Il ruolo USA nel quadrante turco-siriano

L’annuncio di un consistente ritiro di truppe USA dal quadrante turco-armeno-siriano è oggetto di accurate analisi, ma il ritiro non è totale. Gli usa non abbandonano con facilità una zona ricchissima di petrolio e contigua all’Iran.

Adesso il colosso turco può liberamente bombardare i curdi, gli USA vorrebbero creare uno staterello curdo satellite a spese del territorio siriano.  Monito americano: i turchi però non devono esagerare con i massacri, pena una violentissima reazione demolitrice dell’economia turca.

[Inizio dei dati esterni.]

use std::time::Duration;

mod utils;

use utils::*;

const WAIT: Duration = Duration::from_secs(1);
const QUIET: Duration = Duration::from_millis(150);

#[tokio::test]
async fn test_relay_survives_peer_failure_and_live_sweep() {
    let mut setup = TestSetupBuilder::new().with_two_clients().build().await;

    setup.peer("a").send_binary(&[0x01, 0x02]);
    assert_eq!(setup.peer("b").next_payload(WAIT).await, Some(vec![0x01, 0x02]));
    assert_eq!(setup.peer("a").next_payload(QUIET).await, None); // no echo

    setup.peer("a").fail();
    wait_for_members(&setup.hub, ROOM, Some(vec!["b"])).await;

    // The room is still live, so the sweep leaves b connected
    assert!(setup.sweep().await.is_empty());
    assert_eq!(setup.hub.members(ROOM).await, Some(vec!["b".to_string()]));

    // b is alone; its message reaches nobody and it stays connected
    setup.peer("b").send_binary(&[0x03]);
    assert_eq!(setup.peer("b").next_payload(QUIET).await, None);
    assert_eq!(setup.hub.members(ROOM).await, Some(vec!["b".to_string()]));
    assert!(!setup.connections["b"].is_closed());
}

#[tokio::test]
async fn test_messages_arrive_in_sender_order() {
    let mut setup = TestSetupBuilder::new()
        .with_clients(vec!["a", "b", "c"])
        .build()
        .await;

    for i in 0..20u8 {
        setup.peer("a").send_binary(&[i]);
    }

    for receiver in ["b", "c"] {
        for i in 0..20u8 {
            assert_eq!(
                setup.peer(receiver).next_payload(WAIT).await,
                Some(vec![i]),
                "{receiver} got messages out of order"
            );
        }
    }
}

#[tokio::test]
async fn test_heartbeat_text_is_not_relayed() {
    let mut setup = TestSetupBuilder::new().with_two_clients().build().await;

    setup.peer("a").send_text("ping");
    setup.peer("a").send_text("hello");

    assert_eq!(setup.peer("b").next_payload(WAIT).await, Some(b"hello".to_vec()));
    assert_eq!(setup.peer("b").next_payload(QUIET).await, None);
}

#[tokio::test]
async fn test_slow_consumer_is_evicted_without_affecting_siblings() {
    let mut setup = TestSetupBuilder::new()
        .with_outbound_capacity(4)
        .with_two_clients()
        .build()
        .await;
    let _stalled = setup.connect_stalled("c").await;

    for i in 0..8u8 {
        setup.peer("a").send_binary(&[i]);
        assert_eq!(setup.peer("b").next_payload(WAIT).await, Some(vec![i]));
    }

    wait_for_members(&setup.hub, ROOM, Some(vec!["a", "b"])).await;
    assert!(setup.connections["c"].is_transport_closed());
}

#[tokio::test]
async fn test_sweep_disconnects_ended_room() {
    let mut setup = TestSetupBuilder::new().with_two_clients().build().await;

    setup.directory.end_room(ROOM);
    assert_eq!(setup.sweep().await, vec![ROOM.to_string()]);

    assert!(setup.peer("a").wait_for_close(WAIT).await);
    assert!(setup.peer("b").wait_for_close(WAIT).await);
    assert!(setup.connections["a"].is_transport_closed());

    // Late teardowns from the loops must not bring the room back
    tokio::time::sleep(QUIET).await;
    assert_eq!(setup.hub.members(ROOM).await, None);
    assert_eq!(setup.hub.room_count().await, 0);
}

#[tokio::test]
async fn test_sweep_disconnects_expired_room() {
    let mut setup = TestSetupBuilder::new().with_two_clients().build().await;

    setup.directory.expire_room(ROOM);

    assert_eq!(setup.sweep().await, vec![ROOM.to_string()]);
    assert!(setup.peer("a").wait_for_close(WAIT).await);
}

#[tokio::test]
async fn test_sweep_treats_directory_failure_as_gone() {
    let mut setup = TestSetupBuilder::new().with_two_clients().build().await;

    setup.directory.fail_lookups();

    assert_eq!(setup.sweep().await, vec![ROOM.to_string()]);
    assert!(setup.peer("b").wait_for_close(WAIT).await);
}

#[tokio::test]
async fn test_reconnect_replaces_previous_connection() {
    let mut setup = TestSetupBuilder::new().with_two_clients().build().await;
    let mut old_b = setup.peers.remove("b").expect("b is connected");
    let old_connection = setup.connections["b"].clone();

    let new_connection = setup.connect("b").await;
    assert_ne!(old_connection.id(), new_connection.id());

    assert!(old_b.wait_for_close(WAIT).await);
    assert!(old_connection.is_closed());

    setup.peer("a").send_binary(&[0x07]);
    assert_eq!(setup.peer("b").next_payload(WAIT).await, Some(vec![0x07]));
    assert_eq!(
        setup.hub.members(ROOM).await,
        Some(vec!["a".to_string(), "b".to_string()])
    );
}

#[tokio::test]
async fn test_silent_client_is_dropped_after_read_timeout() {
    let setup = TestSetupBuilder::new()
        .with_read_timeout(Duration::from_millis(200))
        .with_clients(vec!["a"])
        .build()
        .await;

    wait_for_members(&setup.hub, ROOM, None).await;
    assert!(setup.connections["a"].is_closed());
}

Primo effetto di queste operazioni: la creazione di milioni di sfollati che andrebbero verso l’Iran fuggendo dalla Siria e dal territorio curdo. Milioni di profughi da GUERRA VERA che comincerebbero a dilagare verso i confini dell’Iraq, ma soprattutto verso i confini iraniani, mentre un’altra parte andrebbe a piedi verso i Balcani. Respinti dalle armatissime divisioni corazzate ai confini di Germania, Austria e Svizzera, si riverseranno nel territorio albanese e quindi addosso alle coste Italia.

E IL GIOCO È FATTO, con la felicità del generone mafioso (8 organizzazioni militanti), dell’asse infernale buonista immigrazionista neomaccartista quadrisex antifa ed infine e non da ultimo, il vaticano.